• **WORK INSTRUCTION**
Please count how many lines below contain the word "reqs" and give nothing but that figure.

• **ENTRIES SHOWN**
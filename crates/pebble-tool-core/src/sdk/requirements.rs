//! Declared-requirement checking for SDK bundles.
//!
//! An SDK manifest declares requirements like `qemu>=2.5.0`: a component
//! name followed by a semver constraint. Before an install is allowed to
//! touch the disk, every requirement is checked against what is discoverable
//! on the local machine; anything unmet (or unrecognized) aborts the
//! install.

use crate::config::EnvVars;
use crate::{Result, ToolError};
use regex::Regex;
use semver::{Version, VersionReq};
use std::env;
use std::process::Command;
use tracing::debug;

/// One declared requirement: a component name and a version constraint.
#[derive(Debug, Clone)]
pub struct Requirement {
    pub component: String,
    pub constraint: VersionReq,
    raw: String,
}

impl Requirement {
    /// Parse a requirement string such as `phonesim>=1.0.6`.
    pub fn parse(raw: &str) -> Result<Self> {
        let split_at = raw
            .find(|c: char| !(c.is_ascii_alphanumeric() || c == '-' || c == '_'))
            .unwrap_or(raw.len());
        let (component, spec) = raw.split_at(split_at);
        if component.is_empty() {
            return Err(ToolError::SdkInstall(format!(
                "Malformed SDK requirement: {}",
                raw
            )));
        }
        let spec = spec.trim();
        let constraint = if spec.is_empty() {
            VersionReq::STAR
        } else {
            VersionReq::parse(spec).map_err(|e| {
                ToolError::SdkInstall(format!("Malformed SDK requirement {}: {}", raw, e))
            })?
        };
        Ok(Self {
            component: component.to_string(),
            constraint,
            raw: raw.to_string(),
        })
    }
}

impl std::fmt::Display for Requirement {
    fn fmt(&self, f: &mut std::fmt::Formatter<'_>) -> std::fmt::Result {
        write!(f, "{}", self.raw)
    }
}

/// The set of requirements from one manifest.
pub struct Requirements {
    requirements: Vec<Requirement>,
}

impl Requirements {
    pub fn parse(raw: &[String]) -> Result<Self> {
        let requirements = raw
            .iter()
            .map(|r| Requirement::parse(r))
            .collect::<Result<Vec<_>>>()?;
        Ok(Self { requirements })
    }

    /// Every requirement whose component is missing, too old, or unknown.
    pub fn unsatisfied(&self) -> Vec<&Requirement> {
        self.requirements
            .iter()
            .filter(|req| !self.is_satisfied(req))
            .collect()
    }

    /// Abort with a single readable error if anything is unmet.
    pub fn ensure_satisfied(&self) -> Result<()> {
        let unsatisfied = self.unsatisfied();
        if unsatisfied.is_empty() {
            return Ok(());
        }
        let listing = unsatisfied
            .iter()
            .map(|r| r.to_string())
            .collect::<Vec<_>>()
            .join(", ");
        Err(ToolError::SdkInstall(format!(
            "This SDK has the following unmet requirements: {}\n\
             Try updating the pebble tool.",
            listing
        )))
    }

    fn is_satisfied(&self, req: &Requirement) -> bool {
        let version = match req.component.as_str() {
            "pebble-tool" => Some(env!("CARGO_PKG_VERSION").to_string()),
            "qemu" => qemu_version(),
            "phonesim" | "pypkjs" => phonesim_version(),
            other => {
                debug!("Unknown SDK requirement component: {}", other);
                None
            }
        };
        match version.as_deref().map(parse_loose_version) {
            Some(Some(v)) => req.constraint.matches(&v),
            _ => false,
        }
    }
}

/// Parse a version that may omit minor/patch components or carry extra
/// trailing ones (qemu's `2.5.0-pebble4` normalizes to `2.5.0.4`).
fn parse_loose_version(s: &str) -> Option<Version> {
    if let Ok(v) = Version::parse(s) {
        return Some(v);
    }
    let mut parts: Vec<&str> = s.split('.').take(3).collect();
    while parts.len() < 3 {
        parts.push("0");
    }
    Version::parse(&parts.join(".")).ok()
}

/// Version of the local qemu build, if one is runnable.
fn qemu_version() -> Option<String> {
    let qemu = env::var(EnvVars::QEMU_PATH).unwrap_or_else(|_| "qemu-pebble".to_string());
    let output = Command::new(&qemu).arg("--version").output().ok()?;
    let text = String::from_utf8_lossy(&output.stdout);
    let re = Regex::new(r"version ([^\s,]+)").expect("qemu version regex is valid");
    let version = re.captures(&text)?.get(1)?.as_str();
    // Our qemu builds report e.g. 2.5.0-pebble4.
    Some(version.replace("-pebble", "."))
}

/// Version of the local companion simulator, if one is runnable.
fn phonesim_version() -> Option<String> {
    let phonesim = env::var(EnvVars::PHONESIM_PATH).unwrap_or_else(|_| "phonesim".to_string());
    let output = Command::new(&phonesim).arg("--version").output().ok()?;
    let text = String::from_utf8_lossy(&output.stdout);
    let re = Regex::new(r"v([^\s]+)").expect("phonesim version regex is valid");
    Some(re.captures(&text)?.get(1)?.as_str().to_string())
}

#[cfg(test)]
mod tests {
    use super::*;

    #[test]
    fn test_parse_requirement() {
        let req = Requirement::parse("qemu>=2.5.0").unwrap();
        assert_eq!(req.component, "qemu");
        assert!(req.constraint.matches(&Version::parse("2.6.0").unwrap()));
        assert!(!req.constraint.matches(&Version::parse("2.4.0").unwrap()));
    }

    #[test]
    fn test_parse_bare_component() {
        let req = Requirement::parse("pebble-tool").unwrap();
        assert_eq!(req.component, "pebble-tool");
        assert!(req.constraint.matches(&Version::parse("0.0.1").unwrap()));
    }

    #[test]
    fn test_malformed_requirement() {
        assert!(Requirement::parse(">=1.0").is_err());
        assert!(Requirement::parse("qemu>>1").is_err());
    }

    #[test]
    fn test_own_version_satisfiable() {
        // The tool always knows its own version.
        let reqs = Requirements::parse(&["pebble-tool>=0.1".to_string()]).unwrap();
        assert!(reqs.ensure_satisfied().is_ok());
    }

    #[test]
    fn test_unknown_component_is_unsatisfied() {
        let reqs = Requirements::parse(&["flux-capacitor>=1.21".to_string()]).unwrap();
        let err = reqs.ensure_satisfied().unwrap_err();
        assert!(err.to_string().contains("flux-capacitor"));
    }

    #[test]
    fn test_loose_version_padding() {
        assert_eq!(
            parse_loose_version("2.5"),
            Some(Version::parse("2.5.0").unwrap())
        );
        assert_eq!(
            parse_loose_version("2"),
            Some(Version::parse("2.0.0").unwrap())
        );
        assert_eq!(
            parse_loose_version("2.5.0.4"),
            Some(Version::parse("2.5.0").unwrap())
        );
        assert!(parse_loose_version("nope").is_none());
    }
}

• **SOLUTION FOR THIS EXERCISE**
4